**Exercise details**.
In full and without edits, write out the data that follows.

Collected data entries:
++++++++++
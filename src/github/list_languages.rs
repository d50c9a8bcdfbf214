//! GitHub repository language histogram operation.

use crate::github::{error::GitHubError, util::spawn_task};
use crate::runtime::AsyncTask;
use octocrab::Octocrab;
use std::collections::BTreeMap;
use std::sync::Arc;

/// Order a language → bytes histogram by volume, largest first.
///
/// Ties fall back to the name so the ordering never depends on map iteration.
pub(crate) fn rank_languages(histogram: BTreeMap<String, u64>) -> Vec<String> {
    let mut entries: Vec<(String, u64)> = histogram.into_iter().collect();
    entries.sort_by(|a, b| b.1.cmp(&a.1));
    entries.into_iter().map(|(name, _)| name).collect()
}

/// List languages of a repository ordered by byte volume descending.
pub(crate) fn list_languages(
    inner: Arc<Octocrab>,
    owner: impl Into<String>,
    repo: impl Into<String>,
) -> AsyncTask<Result<Vec<String>, GitHubError>> {
    let (owner, repo) = (owner.into(), repo.into());
    spawn_task(async move {
        let histogram: BTreeMap<String, u64> = inner
            .get(format!("/repos/{owner}/{repo}/languages"), None::<&()>)
            .await
            .map_err(GitHubError::from)?;
        Ok(rank_languages(histogram))
    })
}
++++++++++
**Task response**.
filename src/github/list_languages.rs
repository d50c9a8bcdfbf214
//! GitHub repository language histogram operation.

use crate::github::{error::GitHubError, util::spawn_task};
use crate::runtime::AsyncTask;
use octocrab::Octocrab;
use std::collections::BTreeMap;
use std::sync::Arc;

/// Order a language → bytes histogram by volume, largest first.
///
/// Ties fall back to the name so the ordering never depends on map iteration.
pub(crate) fn rank_languages(histogram: BTreeMap<String, u64>) -> Vec<String> {
    let mut entries: Vec<(String, u64)> = histogram.into_iter().collect();
    entries.sort_by(|a, b| b.1.cmp(&a.1));
    entries.into_iter().map(|(name, _)| name).collect()
}

/// List languages of a repository ordered by byte volume descending.
pub(crate) fn list_languages(
    inner: Arc<Octocrab>,
    owner: impl Into<String>,
    repo: impl Into<String>,
) -> AsyncTask<Result<Vec<String>, GitHubError>> {
    let (owner, repo) = (owner.into(), repo.into());
    spawn_task(async move {
        let histogram: BTreeMap<String, u64> = inner
            .get(format!("/repos/{owner}/{repo}/languages"), None::<&()>)
            .await
            .map_err(GitHubError::from)?;
        Ok(rank_languages(histogram))
    })
}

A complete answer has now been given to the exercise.